Читаем Философия языка и семиотика безумия. Избранные работы полностью

Но чем старше уицраор, тем чаще отпочковываются от него его детища. В восьмидесятых годах, игвы («высокоинтеллектуальные демонические существа, обитатели изнанки мира – шрастров» – из «Краткого словаря» лексем «базового языка», приложенного самим автором к своей книге. – В. Р.

) впервые увидели, как в отсутствии старого Жругра в Друккарг (Друккарг, – поясняет автор, – это шрастр Российской метакультуры) тихо вползает и бесшумно захватывает питательную росу новое создание: темно-багрового цвета, с головой на необыкновенно длинной шее и с невероятным количеством присосок. Оно еще не отваживалось нападать на отца; оно предпочитало маскироваться и прятаться, пока не войдет в силу. Вскоре появилось и третье: бледное, очень тощее, но с огромной пастью. К чему была предназначена пасть у существа, питавшегося с помощью присосок, а для речи которому было бы достаточно трубчатого рта, как у всех Жругров? Очевидно, пасть у этого чудовища появилась заблаговременно для удовлетворения каких-то потребностей будущего (уицраоры поедали своих отцов, как это обычно и бывает в мифологиях, например, в древнегреческой. – В. Р.
) . Пока же он был способен только тихо скулить, как бы жалуясь на отца, и методически трезво доказывать Великим игвам, что он гораздо успешнее, чем старик, мог бы справиться с задачами [Андреев, 2006: 584].

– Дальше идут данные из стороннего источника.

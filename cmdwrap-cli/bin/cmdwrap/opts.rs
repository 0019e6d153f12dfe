//! Command line argument parsing for the cmdwrap utility.

use clap::Parser;

use cmdwrap_cli::config::{CLIPBOARD_ENV, ENCODING_ENV, TYPE_ENV};
use cmdwrap_cli::{
    parse_clipboard_choice, parse_command_type, parse_encode_type, CliConfig, ClipboardChoice,
    CommandType, EncodeType, OperationMode,
};

/// Shell command wrapping and encoding utility
///
/// Wraps a command for an interpreter and optionally encodes the result.
#[derive(Debug, Parser)]
#[command(
    name = "cmdwrap",
    version = "0.1.1",
    about = "Wrap a shell command for an interpreter and encode it",
    long_about = "cmdwrap escapes COMMAND for the selected interpreter, embeds it in the \
                 interpreter's invocation (for example `bash -c \"...\"`) and optionally \
                 encodes the result as URL, double URL or base64. Without COMMAND the \
                 command is read from standard input."
)]
#[allow(clippy::struct_excessive_bools)]
pub struct CmdWrapOpts {
    /// Command to wrap; all remaining words are joined with spaces
    #[arg(
        value_name = "COMMAND",
        trailing_var_arg = true,
        allow_hyphen_values = true,
        conflicts_with = "interactive"
    )]
    pub command: Vec<String>,

    /// Interpreter: bash, sh, powershell, python, perl, cmd or raw
    #[arg(
        short = 't',
        long = "type",
        value_name = "TYPE",
        env = TYPE_ENV,
        default_value = "bash",
        value_parser = parse_command_type
    )]
    pub command_type: CommandType,

    /// Encoding: none, url, base64 or double_url
    #[arg(
        short = 'e',
        long = "encode",
        value_name = "ENCODING",
        env = ENCODING_ENV,
        default_value = "none",
        value_parser = parse_encode_type
    )]
    pub encode: EncodeType,

    /// Decode COMMAND with the selected encoding instead of wrapping it
    #[arg(short = 'd', long = "decode", conflicts_with = "interactive")]
    pub decode: bool,

    /// Read commands and directives line by line
    #[arg(short = 'i', long = "interactive")]
    pub interactive: bool,

    /// Print the wrapped command before the final one
    #[arg(short = 'w', long = "show-wrapped")]
    pub show_wrapped: bool,

    /// Copy the final command to the clipboard
    #[arg(short = 'c', long = "copy")]
    pub copy: bool,

    /// Clipboard to use: auto, osc52, or a program with arguments
    #[arg(
        long = "clipboard",
        value_name = "CLIPBOARD",
        env = CLIPBOARD_ENV,
        default_value = "auto",
        value_parser = parse_clipboard_choice
    )]
    pub clipboard: ClipboardChoice,

    /// Verbose mode
    #[arg(short = 'v', long = "verbose", conflicts_with = "quiet")]
    pub verbose: bool,

    /// Quiet mode (suppress status lines). Use twice to suppress errors too.
    #[arg(short = 'q', long = "quiet", conflicts_with = "verbose", action = clap::ArgAction::Count)]
    pub quiet: u8,
}

impl CmdWrapOpts {
    /// Parse command line arguments
    pub fn parse() -> Self {
        Parser::parse()
    }

    /// Determine operation mode from flags
    pub fn operation_mode(&self) -> OperationMode {
        if self.interactive {
            OperationMode::Interactive
        } else if self.decode {
            OperationMode::Decode
        } else {
            OperationMode::Format
        }
    }

    /// Build CLI configuration from the parsed options
    pub fn config(&self) -> CliConfig {
        CliConfig {
            mode: self.operation_mode(),
            command_type: self.command_type,
            encode_type: self.encode,
            show_wrapped: self.show_wrapped,
            copy: self.copy,
            clipboard: self.clipboard.clone(),
            verbose: self.verbose,
            quiet: self.quiet,
        }
    }
}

Перед этой картиной меркнут чудовища, которых рождает «сон разума», в гравюрах гениального психотика Франсиско Гойи и картинах Иеронима Босха. Но буквально в следующем абзаце автор пишет:

Я вполне понимаю, как оскорбительно для поколений, воспитанных на идеалах революционной борьбы, … принять мысль, что за этой величественной эпопеей скрывается грызня отвратительных чудовищ метаистории между собой, столь отвратительных, что санкция демиурга не могла осенить ни одного из них своим блеском (постепенно в «реалистическую» речь вкрапливается шизофренический дискурс. – В. Р.

) , но самый факт существования уицраоров и их борьба нисколько не умаляет ни духовной красоты революционного героизма, ни оправданности тех субъективных мотивов, которыми были движимы наиболее идейные и чистые борцы за народное освобождение, ни, наконец, гнусной жестокости их палачей. Но пора уяснить себе, что за историческими событиями, масштаб которых нас ослепляет и заставляет их поэтизировать стоит все-таки именно борьба метаисторических чудовищ: именно поэтому так кровавы эти исторические эпопеи и так сомнителен их конкретный положительный результат [Там же: 584–585].

Предоставим слово психиатру – вот что пишет Антон Кемпинский в своей известной книге «Психология шизофрении» об особенности шизофренического мировосприятия. Справедливость требует начать со следующей цитаты:

У лиц, которые благодаря своему художественному таланту, до болезни были способны легко погружаться в мир фантазии, шизофрения обычно протекает несколько отличным образом не только в силу большего богатства их внутреннего мира и большей легкости их экспрессии, но также вследствие меньшего расхождения между фантазией и реальностью. Такие лица более привычны к одновременному движению в сфере реальности и благодаря этому как бы легче адаптируются к психотическому миру по сравнению с теми, у кого фантазия оказалась подавленной действительностью [Кемпинский, 1998: 174].